Working with Schemaless JSON Data

JSON provides flexible, human-readable structured data without schema validation requirements.

Setup Requirements

JSON data processing does not require a schema registry. Make sure there is a running Docker Compose KSML environment as described in the Quick Start.

This producer generates JSON sensor data directly (no format conversion needed):

Producer definition for JSON messages (click to expand)

functions:
  generate_json_sensordata:
    type: generator
    globalCode: |
      import time
      import random
      sensorCounter = 0
    code: |
      global sensorCounter

      key = "sensor"+str(sensorCounter)           # Set the key to return ("sensor0" to "sensor9")
      sensorCounter = (sensorCounter+1) % 10      # Increase the counter for next iteration

      # Generate random sensor measurement data as JSON
      value = {
        "name": key,
        "timestamp": str(round(time.time()*1000)),
        "type": random.choice(["TEMPERATURE", "HUMIDITY", "PRESSURE"]),
        "unit": random.choice(["C", "F", "%", "Pa"]),
        "value": str(random.randrange(0, 100)),
        "color": random.choice(["black", "blue", "red", "yellow", "white"]),
        "owner": random.choice(["Alice", "Bob", "Charlie", "Dave", "Evan"]),
        "city": random.choice(["Amsterdam", "Utrecht", "Rotterdam", "The Hague", "Eindhoven"])
      }
    expression: (key, value)                      # Return a message tuple with the key and value
    resultType: (string, json)                    # Indicate the type of key and value

producers:
  # Produce JSON sensor data messages every 2 seconds
  json_sensor_producer:
    generator: generate_json_sensordata
    interval: 2s
    to:
      topic: sensor_data_json_raw
      keyType: string
      valueType: json

This processor demonstrates key-value transformation using keyValueTransformer to modify both message keys and values:

Processor definition for JSON messages (click to expand)

streams:
  json_input:
    topic: sensor_data_json_raw
    keyType: string
    valueType: json
    offsetResetPolicy: latest

  json_output:
    topic: sensor_data_json_processed
    keyType: string
    valueType: json

functions:
  add_processing_info:
    type: keyValueTransformer
    code: |
      # Simple transformation: add processing info
      import time
      new_value = dict(value) if value else {}
      new_value["processed"] = True
      new_value["processed_at"] = str(int(time.time() * 1000))
      new_key = f"processed_{key}"
    expression: (new_key, new_value)
    resultType: (string, json)

pipelines:
  json_processing_pipeline:
    from: json_input
    via:
      # Transform both key and value
      - type: transformKeyValue
        mapper: add_processing_info

      # Log the transformed data
      - type: peek
        forEach:
          code: |
            log.info("Transformed: key={}, sensor={}, processed_at={}",
                    key, value.get("name"), value.get("processed_at"))

    to: json_output

Working with CSV Data

CSV handles tabular data with schema-based column definitions and structured object access.

Setup Requirements

CSV data processing does not require a schema registry. Make sure there is a running Docker Compose KSML environment as described in the Quick Start.
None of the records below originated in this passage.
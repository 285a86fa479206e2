//! Error types for interactive message validation and dispatch.
//!
//! Validation problems are modelled as typed `thiserror` variants so callers
//! can match on them, while their `Display` output provides the diagnostic
//! strings reported back to payload authors.

use serde_json::{Value, json};
use std::sync::Arc;
use thiserror::Error;

/// A single validation failure found in an authoring payload or in
/// converted content.
#[derive(Debug, Clone, PartialEq, Eq, Error)]
pub enum ValidationIssue {
    /// `text` is absent, null, empty, or not a string.
    #[error("text is mandatory and must be a string")]
    MissingText,

    /// The simple-send `buttons` list is absent or empty.
    #[error("buttons is mandatory and must be a non-empty array")]
    MissingButtons,

    /// The power-send `interactiveButtons` list is absent or empty.
    #[error("interactiveButtons is mandatory and must be a non-empty array")]
    MissingInteractiveButtons,

    /// An entry in the named list is not a JSON object.
    #[error("{list}[{index}] must be an object")]
    NotAnObject {
        /// Label of the list holding the entry.
        list: &'static str,
        /// Position of the entry.
        index: usize,
    },

    /// A legacy quick reply carries a non-string `id` or `text`.
    #[error("button[{index}] legacy quick reply id/text must be strings")]
    LegacyFieldsNotStrings {
        /// Position of the entry.
        index: usize,
    },

    /// A canonical button's kind is not allowed at this entry point.
    #[error("{list}[{index}] name '{name}' not allowed{scope}")]
    KindNotAllowed {
        /// Label of the list holding the entry.
        list: &'static str,
        /// Position of the entry.
        index: usize,
        /// The rejected kind name.
        name: String,
        /// Suffix naming the entry point, empty for the power send.
        scope: &'static str,
    },

    /// An entry has no string `name`.
    #[error("{list}[{index}] missing name")]
    MissingName {
        /// Label of the list holding the entry.
        list: &'static str,
        /// Position of the entry.
        index: usize,
    },

    /// `buttonParamsJson` is absent or not a string.
    #[error("{list}[{index}] buttonParamsJson must be string")]
    ParamsNotString {
        /// Label of the list holding the entry.
        list: &'static str,
        /// Position of the entry.
        index: usize,
    },

    /// `buttonParamsJson` does not parse as JSON.
    #[error("button[{index}] ({name}) invalid JSON: {reason}")]
    InvalidParamsJson {
        /// Position of the entry.
        index: usize,
        /// Kind name of the button.
        name: String,
        /// Parser diagnostic.
        reason: String,
    },

    /// `buttonParamsJson` parses but is not a JSON object.
    #[error("button[{index}] ({name}) buttonParamsJson must encode an object")]
    ParamsNotObject {
        /// Position of the entry.
        index: usize,
        /// Kind name of the button.
        name: String,
    },

    /// A field listed in the kind registry is absent from the parameters.
    #[error("button[{index}] ({name}) missing required field '{field}'")]
    MissingRequiredField {
        /// Position of the entry.
        index: usize,
        /// Kind name of the button.
        name: String,
        /// The absent field.
        field: &'static str,
    },

    /// An `open_webview` link is not an object carrying a `url`.
    #[error("button[{index}] (open_webview) link.url required")]
    WebviewLinkUrlRequired {
        /// Position of the entry.
        index: usize,
    },

    /// A `single_select` button has no sections.
    #[error("button[{index}] (single_select) sections must be non-empty array")]
    EmptySections {
        /// Position of the entry.
        index: usize,
    },

    /// A simple-send entry matches neither accepted shape.
    #[error("button[{index}] invalid shape (must be legacy quick reply or named {allowed})")]
    InvalidShape {
        /// Position of the entry.
        index: usize,
        /// Comma-separated list of accepted kind names.
        allowed: String,
    },

    /// An interactive message has no native flow section.
    #[error("interactiveMessage.nativeFlowMessage missing")]
    MissingNativeFlow,
}

/// A non-fatal advisory condition raised during validation.
#[derive(Debug, Clone, PartialEq, Eq, Error)]
pub enum ValidationWarning {
    /// The authoring button list is empty.
    #[error("buttons array is empty")]
    EmptyButtons,

    /// The authoring button list exceeds the soft cap.
    #[error("buttons count ({count}) exceeds soft cap of {cap}; may be rejected by client")]
    SoftCapExceeded {
        /// Number of buttons supplied.
        count: usize,
        /// Configured soft cap.
        cap: usize,
    },

    /// Non-string parameters were stringified.
    #[error("button[{index}] has non-string buttonParamsJson; will attempt to stringify")]
    ParamsStringified {
        /// Position of the entry.
        index: usize,
    },

    /// Parameters do not parse as JSON but are tolerated.
    #[error("{list}[{index}] buttonParamsJson invalid JSON ({reason})")]
    ParamsInvalidJson {
        /// Label of the list holding the entry.
        list: &'static str,
        /// Position of the entry.
        index: usize,
        /// Parser diagnostic.
        reason: String,
    },

    /// A button without a name was defaulted to `quick_reply`.
    #[error("{list}[{index}] missing name; defaulting to quick_reply")]
    NameDefaulted {
        /// Label of the list holding the entry.
        list: &'static str,
        /// Position of the entry.
        index: usize,
    },

    /// An entry matched no known shape and is forwarded as-is.
    #[error("button[{index}] unrecognized shape; passing through unchanged")]
    UnrecognizedShape {
        /// Position of the entry.
        index: usize,
    },

    /// The canonical button list is empty.
    #[error("nativeFlowMessage.buttons is empty")]
    EmptyNativeFlowButtons,

    /// A canonical button has no parameters.
    #[error("buttons[{index}] missing buttonParamsJson (may fail to render)")]
    MissingParams {
        /// Position of the entry.
        index: usize,
    },
}

/// Structured failure raised when a payload or converted content is invalid.
///
/// Carries the complete error and warning lists gathered in one pass plus an
/// optional worked example of a valid payload for the same entry point.
///
/// # Examples
///
/// ```
/// use nativeflow::interactive::error::{InteractiveValidationError, ValidationIssue};
///
/// let error = InteractiveValidationError::new("Buttons payload invalid")
///     .with_context("sendButtons.validate")
///     .with_errors(vec![ValidationIssue::MissingText]);
///
/// assert_eq!(error.errors().len(), 1);
/// assert!(error.format_detailed().contains("text is mandatory"));
/// ```
#[derive(Debug, Clone, PartialEq, Error)]
#[error("{message}")]
pub struct InteractiveValidationError {
    message: String,
    context: Option<String>,
    errors: Vec<ValidationIssue>,
    warnings: Vec<ValidationWarning>,
    example: Option<Value>,
}

impl InteractiveValidationError {
    /// Name reported in detailed and JSON renderings.
    pub const NAME: &'static str = "InteractiveValidationError";

    /// Creates an error with the given summary message.
    #[must_use]
    pub fn new(message: impl Into<String>) -> Self {
        Self {
            message: message.into(),
            context: None,
            errors: Vec::new(),
            warnings: Vec::new(),
            example: None,
        }
    }

    /// Sets the context label (usually the failing entry point and stage).
    #[must_use]
    pub fn with_context(mut self, context: impl Into<String>) -> Self {
        self.context = Some(context.into());
        self
    }

    /// Sets the collected validation errors.
    #[must_use]
    pub fn with_errors(mut self, errors: Vec<ValidationIssue>) -> Self {
        self.errors = errors;
        self
    }

    /// Sets the collected warnings.
    #[must_use]
    pub fn with_warnings(mut self, warnings: Vec<ValidationWarning>) -> Self {
        self.warnings = warnings;
        self
    }

    /// Attaches an example of a valid payload.
    #[must_use]
    pub fn with_example(mut self, example: Value) -> Self {
        self.example = Some(example);
        self
    }

    /// Returns the summary message.
    #[must_use]
    pub fn message(&self) -> &str {
        &self.message
    }

    /// Returns the context label, if any.
    #[must_use]
    pub fn context(&self) -> Option<&str> {
        self.context.as_deref()
    }

    /// Returns the collected validation errors.
    #[must_use]
    pub fn errors(&self) -> &[ValidationIssue] {
        &self.errors
    }

    /// Returns the collected warnings.
    #[must_use]
    pub fn warnings(&self) -> &[ValidationWarning] {
        &self.warnings
    }

    /// Returns the example payload, if any.
    #[must_use]
    pub const fn example(&self) -> Option<&Value> {
        self.example.as_ref()
    }

    /// Renders the error as a JSON object for diagnostics.
    #[must_use]
    pub fn to_json(&self) -> Value {
        json!({
            "name": Self::NAME,
            "message": self.message,
            "context": self.context,
            "errors": self.errors.iter().map(ToString::to_string).collect::<Vec<_>>(),
            "warnings": self.warnings.iter().map(ToString::to_string).collect::<Vec<_>>(),
            "example": self.example,
        })
    }

    /// Renders a multi-line, human-readable report.
    #[must_use]
    pub fn format_detailed(&self) -> String {
        let mut lines = vec![self.context.as_deref().map_or_else(
            || format!("[{}] {}", Self::NAME, self.message),
            |context| format!("[{}] {} ({context})", Self::NAME, self.message),
        )];

        if !self.errors.is_empty() {
            lines.push("Errors:".to_owned());
            lines.extend(self.errors.iter().map(|error| format!("  - {error}")));
        }

        if !self.warnings.is_empty() {
            lines.push("Warnings:".to_owned());
            lines.extend(self.warnings.iter().map(|warning| format!("  - {warning}")));
        }

        if let Some(example) = self.example.as_ref() {
            lines.push("Example payload:".to_owned());
            lines.push(serde_json::to_string_pretty(example).unwrap_or_else(|_| example.to_string()));
        }

        lines.join("\n")
    }
}

/// Errors raised when the transmission collaborator cannot be obtained.
#[derive(Debug, Clone, PartialEq, Eq, Error)]
pub enum ConfigurationError {
    /// No transport was supplied to the sender.
    #[error("message transport is not configured; supply one when constructing the sender")]
    MissingTransport,

    /// The transport is present but lacks a required capability.
    #[error("message transport is incomplete: {0}")]
    Incomplete(String),
}

/// Errors reported by the transmission collaborator.
#[derive(Debug, Clone, Error)]
pub enum TransportError {
    /// Building the protocol message failed.
    #[error("failed to materialize message: {0}")]
    Materialize(String),

    /// Sending the message failed.
    #[error("relay failed: {0}")]
    Relay(Arc<dyn std::error::Error + Send + Sync>),

    /// Recording the sent message locally failed.
    #[error("local echo failed: {0}")]
    Echo(String),
}

impl TransportError {
    /// Creates a relay error from any error type.
    #[must_use]
    pub fn relay(err: impl std::error::Error + Send + Sync + 'static) -> Self {
        Self::Relay(Arc::new(err))
    }

    /// Creates a materialization error.
    #[must_use]
    pub fn materialize(message: impl Into<String>) -> Self {
        Self::Materialize(message.into())
    }
}

/// Errors returned by the send entry points.
#[derive(Debug, Clone, Error)]
pub enum SendError {
    /// The payload or converted content failed validation.
    #[error(transparent)]
    Validation(Box<InteractiveValidationError>),

    /// The transport could not be obtained.
    #[error(transparent)]
    Configuration(#[from] ConfigurationError),

    /// The transport failed; propagated unchanged.
    #[error(transparent)]
    Transport(#[from] TransportError),
}

impl SendError {
    /// Returns the validation error if this is a `Validation` variant.
    #[must_use]
    pub fn as_validation(&self) -> Option<&InteractiveValidationError> {
        match self {
            Self::Validation(error) => Some(error),
            _ => None,
        }
    }
}

impl From<InteractiveValidationError> for SendError {
    fn from(error: InteractiveValidationError) -> Self {
        Self::Validation(Box::new(error))
    }
}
Create examples/SensorData.csv schema file (defines column order):

CSV schema (click to expand)

name,timestamp,value,type,unit,color,city,owner

This producer generates JSON data that KSML converts to CSV format using the schema:

Producer definition for CSV messages (click to expand)

functions:
  generate_sensordata_message:
    type: generator
    globalCode: |
      import time
      import random
      sensorCounter = 0
    code: |
      global sensorCounter

      key = "sensor"+str(sensorCounter)           # Set the key to return ("sensor0" to "sensor9")
      sensorCounter = (sensorCounter+1) % 10      # Increase the counter for next iteration

      # Generate data matching SensorData.csv schema
      # Schema: name,timestamp,value,type,unit,color,city,owner
      value = {
        "name": key,
        "timestamp": str(round(time.time()*1000)),
        "value": str(random.randrange(0, 100)),
        "type": random.choice(["TEMPERATURE", "HUMIDITY", "PRESSURE"]),
        "unit": random.choice(["C", "F", "%", "Pa"]),
        "color": random.choice(["black", "blue", "red", "yellow", "white"]),
        "owner": random.choice(["Alice", "Bob", "Charlie", "Dave", "Evan"]),
        "city": random.choice(["Amsterdam", "Utrecht", "Rotterdam", "The Hague", "Eindhoven"])
      }
    expression: (key, value)                      # Return a message tuple with the key and value
    resultType: (string, json)                    # Generate as JSON, KSML will convert to CSV

producers:
  # Produce CSV sensor data messages every 3 seconds
  sensordata_csv_producer:
    generator: generate_sensordata_message
    interval: 3s
    to:
      topic: ksml_sensordata_csv
      keyType: string
      valueType: csv:SensorData                  # KSML will convert JSON to CSV format

This processor demonstrates CSV data manipulation (uppercases city names) while maintaining CSV format:

Processor definition for CSV messages (click to expand)

streams:
  csv_input:
    topic: ksml_sensordata_csv
    keyType: string
    valueType: csv:SensorData
    offsetResetPolicy: latest

  csv_output:
    topic: ksml_sensordata_csv_processed
    keyType: string
    valueType: csv:SensorData

functions:
  uppercase_city:
    type: valueTransformer
    code: |
      # When using csv:SensorData, the data comes as a structured object (dict)
      if value and isinstance(value, dict):
        # Create a copy and uppercase the city
        enriched = dict(value)
        if "city" in enriched:
          enriched["city"] = enriched["city"].upper()
        result = enriched
      else:
        result = value
    expression: result
    resultType: csv:SensorData

pipelines:
  process_csv:
    from: csv_input
    via:
      # Log the original CSV data
      - type: peek
        forEach:
          code: |
            if value:
              log.info("Original: sensor={}, city={}", value.get("name"), value.get("city"))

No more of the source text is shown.